JRPS岡山 設立20周年記念行事 医療講演会での質疑応答です。
Q 無菌室で製造したフィルムの大きさはどのくらいで、どうやって使うのか?
A 精製したものを真空状態でプレスして、10cmくらいの丸いシートになる。それを2x4cmの短冊に切って、実際の丸い大きさに加工する。
Q 高橋先生のiPS細胞は高額と聞くが、人工網膜の料金はどのくらいになるのか?
A 原材料はフィルムに色素が少量ついているだけなので、高くない。
アメリカで使用されている人工網膜、アーガス2は何千万だが、この岡山大学方式人工網膜は、せめて心臓のペースメーカー程度の金額を想定している。100万円程度。
人工網膜と注入器込みで50万円程度で実現できるのではと考えている。
Q マラソン後に、しんどいほどよく目が見えたり、白内障ではないが白く見えたりという体験をする。網膜色素変性症の患者は、いらない情報をカットする機能が弱いのか、または電気信号のON OFF電位差が弱いのかなと思うが、どうか?
A 基本的にはよくわかっていない。動物種によっても違いがある。
錐体(すいたい)細胞は色とかコントラスト、桿体(かんたい)細胞は明暗に関連している。
桿体(かんたい)細胞が先で、錐体(すいたい)細胞が後に障害が現れてくるが、どの程度障害されるかは個人によって違う。
見るというのは、脳で見ていて、この脳は補完処理をする。かしこい、すごい。
白っぽく見えるのは、視細胞の感度が落ちているからだろう。
元気がなくなるとか、ご飯食べるときは、内臓に血流が取られるので、網膜の血流が低下して見えにくくなると考えられる。格子状に見えるのは、いわゆる画素が少なくなるような感じではないか。
目の生理的な働きはわかっていない。
基礎研究している先生とも共同研究をしている。人工網膜の有効性を明らかにしていければと思う。
Q サンプルを触ったら、片面がペタペタして片面はツルツルしている。表裏があるのか?
A 表裏はない。働くのは片面だけ。カールするなどを防ぐため、両面に加工処理している。
Q ありがとうございました。治療法的にも治療費的にも明るいニュースだなと思った。
猿で安全性と有効性は確かめた。人に対して治験が始まるのは、いつごろになるかわかれば教えて欲しい。
A 早いかもしれないし、遅いかもしれない。
品質と安全性のデータはある。有効性を出せるように準備している。
治療法がない疾患に対して、早めに申請できる、さきがけ審査制度がある。
治験を始めて、効果があって見えるようになれば、早く進む。
監督官庁との交渉や、費用設定の交渉などもある。
治験を始めて2年くらいで、保険診療としてできるといいなと思う。

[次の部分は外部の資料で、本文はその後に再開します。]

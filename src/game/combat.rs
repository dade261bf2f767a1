//! Damage resolution for a single attack
//!
//! `base = max(1, attack - defense / 2)`, a 10% critical hit multiplies by 1.5,
//! a uniform variance in `[0.8, 1.2]` is applied, and the result is rounded and
//! floored at 1. An independent 5% dodge turns the hit into 0 damage.

use crate::game::rng::CombatRng;
use serde::{Deserialize, Serialize};

/// Probability that an attack is a critical hit
pub const CRIT_CHANCE: f64 = 0.10;

/// Damage multiplier of a critical hit
pub const CRIT_MULTIPLIER: f64 = 1.5;

/// Probability that the defender dodges an attack
pub const DODGE_CHANCE: f64 = 0.05;

/// Lower bound of the damage variance multiplier
pub const VARIANCE_MIN: f64 = 0.8;

/// Upper bound of the damage variance multiplier
pub const VARIANCE_MAX: f64 = 1.2;

/// Result of rolling one attack, before the defender's health floor
#[derive(Debug, Clone, Copy, PartialEq, Eq, Serialize, Deserialize)]
pub struct DamageRoll {
    /// 0 when dodged, otherwise at least 1
    pub damage: u32,
    pub is_critical: bool,
    pub is_dodged: bool,
}

/// Damage before any randomness
pub fn base_damage(attack: u32, defense: u32) -> u32 {
    attack.saturating_sub(defense / 2).max(1)
}

/// Roll one attack of `attack` against `defense`
///
/// Crit, variance and dodge are always drawn in that order so the random
/// stream does not depend on earlier outcomes. A dodged hit is reported as
/// non-critical.
pub fn roll_damage<R: CombatRng + ?Sized>(attack: u32, defense: u32, rng: &mut R) -> DamageRoll {
    let is_critical = rng.roll_critical();
    let variance = rng.roll_variance();
    let is_dodged = rng.roll_dodge();

    if is_dodged {
        return DamageRoll {
            damage: 0,
            is_critical: false,
            is_dodged: true,
        };
    }

    let mut damage = base_damage(attack, defense) as f64;
    if is_critical {
        damage *= CRIT_MULTIPLIER;
    }
    damage *= variance;

    DamageRoll {
        damage: (damage.round() as u32).max(1),
        is_critical,
        is_dodged: false,
    }
}
//! Arena Battle - turn-resolution combat engine for a card-collection game
//!
//! Two rosters of up to five cards fight automatically until one side has no
//! card left alive. The engine applies franchise synergy bonuses, rolls
//! critical hits, dodges and damage variance through a seedable RNG, and
//! keeps a full action log plus a serializable snapshot for the caller.

pub mod core;
pub mod game;
pub mod loader;
pub mod tournament;
pub mod error;

pub use error::{BattleError, Result};
//! Battle action records
//!
//! One `BattleAction` is appended for every attack, in resolution order.

use crate::core::{CardName, CombatantId, Side};
use serde::{Deserialize, Serialize};
use std::fmt;

/// One attack and its result
#[derive(Debug, Clone, PartialEq, Eq, Serialize, Deserialize)]
pub struct BattleAction {
    /// Turn this attack happened in (1-based)
    pub turn: u32,
    pub attacker_id: CombatantId,
    pub attacker_name: CardName,
    pub defender_id: CombatantId,
    pub defender_name: CardName,
    /// Health actually removed from the defender
    pub damage: u32,
    pub is_critical: bool,
    pub is_dodged: bool,
    /// The defender reached 0 health from this hit
    pub defender_died: bool,
}

impl BattleAction {
    /// Side that performed the attack
    pub fn attacking_side(&self) -> Side {
        self.attacker_id.side
    }
}

impl fmt::Display for BattleAction {
    fn fmt(&self, f: &mut fmt::Formatter<'_>) -> fmt::Result {
        write!(
            f,
            "{} ({}) -> {} ({}): ",
            self.attacker_name, self.attacker_id, self.defender_name, self.defender_id
        )?;
        if self.is_dodged {
            return write!(f, "dodged");
        }
        write!(f, "{} damage", self.damage)?;
        if self.is_critical {
            write!(f, " (critical)")?;
        }
        if self.defender_died {
            write!(f, ", {} falls", self.defender_name)?;
        }
        Ok(())
    }
}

希望的観測か。
Q 有効性が足りないことやシートの有効期間が6ヶ月とか、何がネックになっているのか?
A 動物や試験管内での網膜細胞などで、有効性は確認したが、これで十分ではない。
人に対して有効性を調べるのだが、時代は進歩して、基準は変わる可能性がある。
多くの人に認めてもらえるようにしたい。
6ヶ月というのは、長期間使えるという目安。長期の動物実験を行なったが、それ以後の有効性はわからない。それ以降でも機能しているようなので、確認する必要がある。
次の製品は、実験室の段階でも有効期限が長くなるものを製造する予定。
Q 動物試験でうまくいっているのに、簡単に人には使用できないのか?
A 多くの方に、納得して理解してもらって、これならという製品にしたい。
時間はかかるが、これが成功させる道だと思って、とっても苦しいが頑張っている。
Q 詳しい資料はあるか?
A 内田先生の研究室のHPには掲載している。治験が始まれば、岡大病院のHP にも掲載する。また、総説があるので、興味があれば、読んでいただければ。
Q iPS細胞では拒絶反応が大きな問題であったと思いますが、人工網膜ではそのような心配は無いのか?
A ない。
会場からの意見 熱心な研究で感謝している。子孫の時代には治療法が確立できると期待している。光を失うのは悲しいこと。よろしくお願いします。